▶ **Your objective**
Return every line from the one with "pub const SUPPORTED_MINIMUM_MINOR: u32 = 9;" through the one with "the GitHub API", inclusive, exactly as it appears below.

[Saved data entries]
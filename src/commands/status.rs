use std::io::Write;

use crate::commands::{CommandError, Session};
use crate::version::update::detect_updatable;

impl Session {
    /// `status`: installed versions with their pending updates
    pub async fn status(&mut self, out: &mut impl Write) -> Result<(), CommandError> {
        self.service.ensure().await?;
        let installed = self.installed.list_installed().await;
        let updatable = detect_updatable(&installed, &self.service);

        writeln!(out, "Installed Python versions:")?;
        for version in installed.iter() {
            match updatable.get(&version.minor) {
                Some(target) => writeln!(out, "{} (updatable: {})", version, target)?,
                None => writeln!(out, "{}", version)?,
            }
        }
        Ok(())
    }
}
mod helper;

use rstest::rstest;

use helper::{FakeDownloader, FixedInstalled, ScriptedFeed, cached_service, v};
use pim::config::DEFAULT_REFRESH_INTERVAL_MS;
use pim::version::cache::CatalogCache;
use pim::version::error::ResolveError;
use pim::version::fetcher::CatalogFetcher;
use pim::version::installed::InstalledVersionProvider;
use pim::version::resolution::{ResolutionEngine, UpdateResolution};
use pim::version::service::CatalogService;
use pim::version::update::detect_updatable;

/// Tags for 3.9 through 3.14 in the feed's newest-first order, with noise
const TAGS: &[&str] = &[
    "v3.14.0a2", "v3.14.0a1", "v3.13.1", "v3.13.0", "v3.13.0rc3", "legacy-trunk",
    "v3.12.4", "v3.12.3", "v3.11.9", "v3.11.8", "v3.10.11", "v3.10.10", "3.10.9",
    "v3.9.13", "v3.9.12", "v3.8.10", "v2.7.18",
];

#[rstest]
#[case::single_page(&[17])]
#[case::even_split(&[6, 6, 5])]
#[case::one_tag_per_page(&[1; 17])]
#[case::lopsided(&[15, 1, 1])]
#[tokio::test]
async fn fetch_covers_every_line_however_pages_split(#[case] page_sizes: &[usize]) {
    let mut pages: Vec<&[&str]> = Vec::new();
    let mut offset = 0;
    for size in page_sizes {
        pages.push(&TAGS[offset..offset + size]);
        offset += size;
    }
    let feed = ScriptedFeed::new(&pages);
    let requests = feed.requests();

    let catalog = CatalogFetcher::new(Box::new(feed)).fetch_all().await.unwrap();

    for minor in 9..=14 {
        assert!(!catalog.line(minor).is_empty(), "line 3.{} missing", minor);
    }
    assert!(catalog.line(8).is_empty());
    assert!(requests.lock().unwrap().len() <= page_sizes.len() + 1);
}

#[tokio::test]
async fn fetch_stops_on_exhausted_feed_with_gap() {
    let feed = ScriptedFeed::new(&[&["v3.12.1", "v3.10.4"], &["v3.9.2"]]);
    let requests = feed.requests();

    let catalog = CatalogFetcher::new(Box::new(feed)).fetch_all().await.unwrap();

    assert_eq!(*requests.lock().unwrap(), vec![1, 2, 3]);
    assert!(catalog.line(11).is_empty());
    assert_eq!(catalog.len(), 3);
}

#[tokio::test]
async fn latest_install_walks_down_and_records_floor() {
    // Page 1 lists 3.12.4, whose installer was never published
    let feed = ScriptedFeed::new(&[&["v3.12.4", "v3.12.3", "v3.12.2", "v3.11.0", "v3.10.0", "v3.9.0"]]);
    let mut service = CatalogService::new(
        CatalogFetcher::new(Box::new(feed)),
        CatalogCache::in_memory(DEFAULT_REFRESH_INTERVAL_MS).unwrap(),
        false,
    );
    let downloader = FakeDownloader::missing(&["3.12.4"]);
    let attempts = downloader.attempts();

    let resolved = ResolutionEngine::new(&mut service, &downloader)
        .resolve_install(&v("3.12"), true)
        .await
        .unwrap();

    assert_eq!(resolved.version, v("3.12.3"));
    assert_eq!(*attempts.lock().unwrap(), vec![v("3.12.4"), v("3.12.3")]);
    assert_eq!(service.ledger().floor(12), Some(&v("3.12.4")));
}

#[tokio::test]
async fn repeated_failures_only_lower_the_floor() {
    let mut service = cached_service(&["3.13.0", "3.13.1", "3.13.2", "3.13.3"], &[], false);
    let downloader = FakeDownloader::missing(&["3.13.3", "3.13.2", "3.13.1", "3.13.0"]);
    let attempts = downloader.attempts();

    let first = ResolutionEngine::new(&mut service, &downloader)
        .resolve_install(&v("3.13"), true)
        .await;
    assert!(matches!(first, Err(ResolveError::NoInstallableVersion { minor: 13 })));
    assert_eq!(service.ledger().floor(13), Some(&v("3.13.0")));

    // A later failure above the floor must not raise it
    service.record_failure(v("3.13.2"));
    assert_eq!(service.ledger().floor(13), Some(&v("3.13.0")));

    // Walk order is strictly descending and nothing is retried
    let walked = attempts.lock().unwrap().clone();
    assert!(walked.windows(2).all(|pair| pair[0] > pair[1]));

    // Once the floor covers the whole line, nothing is attempted
    let second = ResolutionEngine::new(&mut service, &downloader)
        .resolve_install(&v("3.13"), true)
        .await;
    assert!(matches!(second, Err(ResolveError::NoInstallableVersion { minor: 13 })));
    assert_eq!(attempts.lock().unwrap().len(), walked.len());
}

#[tokio::test]
async fn network_failure_aborts_walk_without_touching_ledger() {
    let mut service = CatalogService::new(
        CatalogFetcher::new(Box::new(helper::FailingFeed)),
        CatalogCache::in_memory(DEFAULT_REFRESH_INTERVAL_MS).unwrap(),
        false,
    );
    let downloader = FakeDownloader::missing(&[]);

    let result = ResolutionEngine::new(&mut service, &downloader)
        .resolve_install(&v("3.12"), true)
        .await;

    assert!(matches!(result, Err(ResolveError::Feed(_))));
    assert!(downloader.attempts().lock().unwrap().is_empty());
    assert!(service.ledger().is_empty());
}

#[tokio::test]
async fn detected_updates_match_resolved_updates() {
    let mut service = cached_service(
        &["3.10.5", "3.10.11", "3.10.12", "3.12.3", "3.12.4", "3.13.1"],
        &[],
        false,
    );
    service.ensure().await.unwrap();
    let installed = FixedInstalled::of(&["3.10.5", "3.12.4", "3.13.1"])
        .list_installed()
        .await;

    let updatable = detect_updatable(&installed, &service);
    assert_eq!(updatable.len(), 1);
    assert_eq!(updatable.get(&10), Some(&v("3.10.11")));

    let downloader = FakeDownloader::missing(&[]);
    let mut engine = ResolutionEngine::new(&mut service, &downloader);
    assert_eq!(
        engine.resolve_update(&v("3.12.4")).await.unwrap(),
        UpdateResolution::AlreadyLatest
    );
    match engine.resolve_update(&v("3.10.5")).await.unwrap() {
        UpdateResolution::Updated(resolved) => assert_eq!(resolved.version, v("3.10.11")),
        other => panic!("expected an update, got {:?}", other),
    }
}

#[tokio::test]
async fn pre_release_lines_follow_configuration() {
    let catalog = ["3.14.0a1", "3.14.0a2", "3.14.0b1"];
    let downloader = FakeDownloader::missing(&[]);

    let mut strict = cached_service(&catalog, &[], false);
    let result = ResolutionEngine::new(&mut strict, &downloader)
        .resolve_install(&v("3.14"), true)
        .await;
    assert!(matches!(result, Err(ResolveError::NoInstallableVersion { minor: 14 })));

    let mut permissive = cached_service(&catalog, &[], true);
    let resolved = ResolutionEngine::new(&mut permissive, &downloader)
        .resolve_install(&v("3.14"), true)
        .await
        .unwrap();
    assert_eq!(resolved.version, v("3.14.0b1"));
}
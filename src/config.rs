use std::path::{Path, PathBuf};

use indexmap::IndexMap;
use serde::Deserialize;
use thiserror::Error;
use tracing::debug;

// =============================================================================
// Catalog constants
// =============================================================================

/// Catalog refresh interval in milliseconds (24 hours)
pub const DEFAULT_REFRESH_INTERVAL_MS: i64 = 24 * 60 * 60 * 1000;

/// Only CPython 3.x is managed
pub const PYTHON_MAJOR: u32 = 3;

/// Oldest release line the catalog tracks
pub const SUPPORTED_MINIMUM_MINOR: u32 = 9;

/// Tags not starting with this prefix are not release tags
pub const RELEASE_TAG_PREFIX: &str = "v3";

/// Number of tags requested per feed page
pub const FEED_PAGE_SIZE: u32 = 100;

/// Default base URL for the GitHub API
pub const DEFAULT_FEED_BASE_URL: &str = "https://api.github.com";

/// Default base URL for python.org installer downloads
pub const DEFAULT_DOWNLOAD_BASE_URL: &str = "https://www.python.org";

const APP_NAME: &str = "pim";

#[derive(Debug, Error)]
pub enum ConfigError {
    #[error("Failed to read config file {path:?}: {source}")]
    Io {
        path: PathBuf,
        #[source]
        source: std::io::Error,
    },

    #[error("Invalid config file {path:?}: {source}")]
    Parse {
        path: PathBuf,
        #[source]
        source: toml::de::Error,
    },
}

/// User configuration
///
/// Only `allow_pre_release` affects version resolution; the remaining fields
/// are handed to the platform installer untouched.
#[derive(Debug, Clone, Deserialize, Default, PartialEq)]
#[serde(default, rename_all = "PascalCase")]
pub struct Config {
    pub allow_pre_release: bool,
    pub for_all_user: bool,
    pub target_directory: Option<PathBuf>,
    pub additional_installer_options: IndexMap<String, String>,
}

impl Config {
    /// Loads the config file, falling back to defaults when it does not exist.
    pub fn load(path: &Path) -> Result<Self, ConfigError> {
        let text = match std::fs::read_to_string(path) {
            Ok(text) => text,
            Err(e) if e.kind() == std::io::ErrorKind::NotFound => {
                debug!("No config file at {:?}, using defaults", path);
                return Ok(Self::default());
            }
            Err(source) => {
                return Err(ConfigError::Io {
                    path: path.to_path_buf(),
                    source,
                });
            }
        };

        if text.trim().is_empty() {
            return Ok(Self::default());
        }

        toml::from_str(&text).map_err(|source| ConfigError::Parse {
            path: path.to_path_buf(),
            source,
        })
    }
}

/// Returns the cache directory for pim.
/// Uses $XDG_CACHE_HOME/pim if XDG_CACHE_HOME is set,
/// otherwise falls back to ~/.cache/pim,
/// or ./pim if neither is available.
pub fn cache_dir() -> PathBuf {
    dir_with_env(
        std::env::var("XDG_CACHE_HOME").ok(),
        dirs::home_dir(),
        ".cache",
    )
}

/// Returns the config directory for pim ($XDG_CONFIG_HOME/pim or ~/.config/pim).
pub fn config_dir() -> PathBuf {
    dir_with_env(
        std::env::var("XDG_CONFIG_HOME").ok(),
        dirs::home_dir(),
        ".config",
    )
}

/// Returns the path to the default config file.
pub fn config_path() -> PathBuf {
    config_dir().join("config.toml")
}

/// Returns the path to the catalog database.
pub fn catalog_db_path() -> PathBuf {
    cache_dir().join("catalog.db")
}

/// Returns the directory downloaded installers are kept in.
pub fn installer_dir() -> PathBuf {
    cache_dir().join("installer")
}

fn dir_with_env(xdg_home: Option<String>, home_dir: Option<PathBuf>, fallback: &str) -> PathBuf {
    let base = xdg_home
        .filter(|dir| !dir.is_empty())
        .map(PathBuf::from)
        .or_else(|| home_dir.map(|home| home.join(fallback)))
        .unwrap_or_else(|| PathBuf::from("."));

    base.join(APP_NAME)
}
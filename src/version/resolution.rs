//! Turns install/update requests into one downloadable version

use std::path::PathBuf;

use tracing::{debug, info, warn};

use crate::config::PYTHON_MAJOR;
use crate::version::downloader::InstallerDownloader;
use crate::version::error::{DownloadError, ResolveError};
use crate::version::identifier::Version;
use crate::version::service::CatalogService;

/// A version whose installer has been obtained
#[derive(Debug, Clone, PartialEq, Eq)]
pub struct Resolved {
    pub version: Version,
    pub artifact: PathBuf,
}

#[derive(Debug, Clone, PartialEq, Eq)]
pub enum UpdateResolution {
    Updated(Resolved),
    /// Nothing eligible above the installed version
    AlreadyLatest,
}

/// Walks a line's eligible versions from the top, falling back past
/// versions whose installer is missing and recording each miss in the
/// failure ledger before trying the next one down.
pub struct ResolutionEngine<'a> {
    service: &'a mut CatalogService,
    downloader: &'a dyn InstallerDownloader,
}

impl<'a> ResolutionEngine<'a> {
    pub fn new(service: &'a mut CatalogService, downloader: &'a dyn InstallerDownloader) -> Self {
        Self {
            service,
            downloader,
        }
    }

    /// Resolves `requested` exactly, or the newest installable version of its
    /// line when `latest_of_line` is set.
    pub async fn resolve_install(
        &mut self,
        requested: &Version,
        latest_of_line: bool,
    ) -> Result<Resolved, ResolveError> {
        self.service.ensure().await?;

        if latest_of_line {
            if requested.major != PYTHON_MAJOR {
                return Err(ResolveError::VersionNotFound(requested.clone()));
            }
            let candidates = self.service.candidates(requested.minor, None);
            return self.walk(requested.minor, candidates).await;
        }

        if !self.service.catalog().contains(requested) {
            return Err(ResolveError::VersionNotFound(requested.clone()));
        }

        match self.downloader.fetch(requested).await {
            Ok(artifact) => Ok(Resolved {
                version: requested.clone(),
                artifact,
            }),
            Err(DownloadError::NotFound(version)) => {
                self.service.record_failure(version.clone());
                Err(DownloadError::NotFound(version).into())
            }
            Err(e) => Err(e.into()),
        }
    }

    /// Resolves the newest installable version strictly above `installed`.
    pub async fn resolve_update(
        &mut self,
        installed: &Version,
    ) -> Result<UpdateResolution, ResolveError> {
        self.service.ensure().await?;

        let candidates = self.service.candidates(installed.minor, Some(installed));
        if candidates.is_empty() {
            debug!("No candidates above {}", installed);
            return Ok(UpdateResolution::AlreadyLatest);
        }

        self.walk(installed.minor, candidates)
            .await
            .map(UpdateResolution::Updated)
    }

    async fn walk(&mut self, minor: u32, candidates: Vec<Version>) -> Result<Resolved, ResolveError> {
        debug!("Candidates for 3.{}: {:?}", minor, candidates);

        for candidate in candidates {
            match self.downloader.fetch(&candidate).await {
                Ok(artifact) => {
                    info!("Resolved Python {}", candidate);
                    return Ok(Resolved {
                        version: candidate,
                        artifact,
                    });
                }
                Err(DownloadError::NotFound(_)) => {
                    warn!("No installer published for {}, trying an older release", candidate);
                    self.service.record_failure(candidate);
                }
                Err(e) => return Err(e.into()),
            }
        }

        Err(ResolveError::NoInstallableVersion { minor })
    }
}
//! Failure ledger: lowest known-undownloadable version per release line

use std::collections::BTreeMap;

use tracing::debug;

use crate::version::identifier::Version;

/// Records, per minor line, the lowest version whose installer download
/// returned "not found". Everything at or above the floor is presumed
/// unavailable, so the floor only ever moves down.
#[derive(Debug, Clone, Default, PartialEq, Eq)]
pub struct FailureLedger {
    floors: BTreeMap<u32, Version>,
}

impl FailureLedger {
    pub fn new() -> Self {
        Self::default()
    }

    pub fn floor(&self, minor: u32) -> Option<&Version> {
        self.floors.get(&minor)
    }

    /// Records a failed download. Returns true if the floor moved.
    pub fn record(&mut self, version: Version) -> bool {
        match self.floors.get(&version.minor) {
            Some(floor) if *floor <= version => {
                debug!("Ledger floor for 3.{} stays at {}", version.minor, floor);
                false
            }
            _ => {
                debug!("Ledger floor for 3.{} lowered to {}", version.minor, version);
                self.floors.insert(version.minor, version);
                true
            }
        }
    }

    /// Whether `version` is at or above its line's floor
    pub fn is_blocked(&self, version: &Version) -> bool {
        self.floor(version.minor)
            .is_some_and(|floor| floor <= version)
    }

    /// Folds another ledger in, keeping the lower floor per line.
    pub fn merge(&mut self, other: FailureLedger) {
        for version in other.floors.into_values() {
            self.record(version);
        }
    }

    pub fn iter(&self) -> impl Iterator<Item = &Version> {
        self.floors.values()
    }

    pub fn is_empty(&self) -> bool {
        self.floors.is_empty()
    }
}

impl FromIterator<Version> for FailureLedger {
    fn from_iter<I: IntoIterator<Item = Version>>(iter: I) -> Self {
        let mut ledger = Self::new();
        for version in iter {
            ledger.record(version);
        }
        ledger
    }
}
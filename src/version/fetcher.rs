//! Pages through the release feed until every supported line is covered

use std::collections::BTreeSet;

use tracing::{debug, info, warn};

use crate::config::{RELEASE_TAG_PREFIX, SUPPORTED_MINIMUM_MINOR};
use crate::version::catalog::Catalog;
use crate::version::error::FeedError;
use crate::version::feed::RemoteFeed;
use crate::version::identifier::Version;

/// Builds a [`Catalog`] from a [`RemoteFeed`].
///
/// Pages are requested one at a time because the stop condition depends on
/// every page seen so far: fetching ends as soon as each line from
/// [`SUPPORTED_MINIMUM_MINOR`] up to the highest minor observed has at least
/// one entry. This relies on the feed keeping a line's tags close together;
/// a feed that scatters them can end the fetch with a line incomplete.
pub struct CatalogFetcher {
    feed: Box<dyn RemoteFeed>,
}

impl CatalogFetcher {
    pub fn new(feed: Box<dyn RemoteFeed>) -> Self {
        Self { feed }
    }

    pub async fn fetch_all(&self) -> Result<Catalog, FeedError> {
        let mut versions = Vec::new();
        let mut seen_minors = BTreeSet::new();
        let mut page = 1;

        loop {
            let tags = self.feed.get_page(page).await?;
            if tags.is_empty() {
                let missing = missing_lines(&seen_minors);
                if !missing.is_empty() {
                    warn!(
                        "Release feed ended after {} pages without lines {:?}",
                        page - 1,
                        missing
                    );
                }
                break;
            }

            let parsed = release_versions(&tags);
            debug!(
                "Page {}: {} tags, {} release versions",
                page,
                tags.len(),
                parsed.len()
            );
            seen_minors.extend(parsed.iter().map(|v| v.minor));
            versions.extend(parsed);

            if covers_supported_lines(&seen_minors) {
                break;
            }
            page += 1;
        }

        let catalog = Catalog::from_versions(versions);
        info!(
            "Fetched {} release versions across {} lines in {} pages",
            catalog.len(),
            catalog.minors().count(),
            page
        );
        Ok(catalog)
    }
}

/// Keeps release tags that parse; anything else is feed noise.
fn release_versions(tags: &[String]) -> Vec<Version> {
    tags.iter()
        .filter(|tag| tag.starts_with(RELEASE_TAG_PREFIX))
        .filter_map(|tag| tag.parse().ok())
        .collect()
}

fn covers_supported_lines(seen_minors: &BTreeSet<u32>) -> bool {
    match seen_minors.last() {
        Some(&max_minor) if max_minor >= SUPPORTED_MINIMUM_MINOR => {
            (SUPPORTED_MINIMUM_MINOR..=max_minor).all(|minor| seen_minors.contains(&minor))
        }
        _ => false,
    }
}

fn missing_lines(seen_minors: &BTreeSet<u32>) -> Vec<u32> {
    let max_minor = seen_minors.last().copied().unwrap_or(SUPPORTED_MINIMUM_MINOR);
    (SUPPORTED_MINIMUM_MINOR..=max_minor)
        .filter(|minor| !seen_minors.contains(minor))
        .collect()
}
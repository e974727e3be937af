//! Running the CPython Windows installer

use std::path::Path;

use tracing::{debug, info};

use crate::config::Config;
use crate::install::error::InstallError;

/// Builds the installer command line.
///
/// Order: `/quiet`, `extra`, `InstallAllUsers`, `TargetDir` (only when set),
/// then the additional options in the order they were configured.
pub fn installer_arguments(config: &Config, extra: &[&str]) -> Vec<String> {
    let mut args = vec!["/quiet".to_string()];
    args.extend(extra.iter().map(|arg| arg.to_string()));
    args.push(format!("InstallAllUsers={}", u8::from(config.for_all_user)));

    if let Some(dir) = &config.target_directory {
        args.push(format!("TargetDir={}", dir.display()));
    }

    args.extend(
        config
            .additional_installer_options
            .iter()
            .map(|(key, value)| format!("{}={}", key, value)),
    );
    args
}

/// Runs a downloaded installer
#[async_trait::async_trait]
pub trait InstallerRunner: Send + Sync {
    async fn run(&self, artifact: &Path, args: &[String]) -> Result<(), InstallError>;
}

/// Spawns the installer as a child process and waits for it
pub struct ProcessInstaller;

#[async_trait::async_trait]
impl InstallerRunner for ProcessInstaller {
    async fn run(&self, artifact: &Path, args: &[String]) -> Result<(), InstallError> {
        if !cfg!(windows) {
            return Err(InstallError::UnsupportedPlatform);
        }

        debug!("call: {} {}", artifact.display(), args.join(" "));
        let output = tokio::process::Command::new(artifact)
            .args(args)
            .output()
            .await
            .map_err(|source| InstallError::Launch {
                path: artifact.to_path_buf(),
                source,
            })?;

        if !output.status.success() {
            return Err(InstallError::Failed {
                code: output.status.code(),
                stdout: String::from_utf8_lossy(&output.stdout).into_owned(),
                stderr: String::from_utf8_lossy(&output.stderr).into_owned(),
            });
        }

        info!("Installer finished: {}", artifact.display());
        Ok(())
    }
}
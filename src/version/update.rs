//! Detects installed lines that have a newer installable release

use std::collections::BTreeMap;

use tracing::debug;

use crate::version::identifier::Version;
use crate::version::installed::InstalledVersionSet;
use crate::version::service::CatalogService;

/// Maps each installed line to the newest eligible catalog version strictly
/// above the installed one. Lines with no such version are left out.
///
/// Uses the same eligibility rules as the resolver but never downloads, so a
/// proposed target can still turn out to have no installer.
pub fn detect_updatable(
    installed: &InstalledVersionSet,
    service: &CatalogService,
) -> BTreeMap<u32, Version> {
    installed
        .iter()
        .filter_map(|current| {
            let target = service.latest_eligible(current.minor, Some(current))?;
            debug!("{} can update to {}", current, target);
            Some((current.minor, target.clone()))
        })
        .collect()
}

▶ **Solved exercise**
pub const SUPPORTED_MINIMUM_MINOR: u32 = 9;

/// Tags not starting with this prefix are not release tags
pub const RELEASE_TAG_PREFIX: &str = "v3";

/// Number of tags requested per feed page
pub const FEED_PAGE_SIZE: u32 = 100;

/// Default base URL for the GitHub API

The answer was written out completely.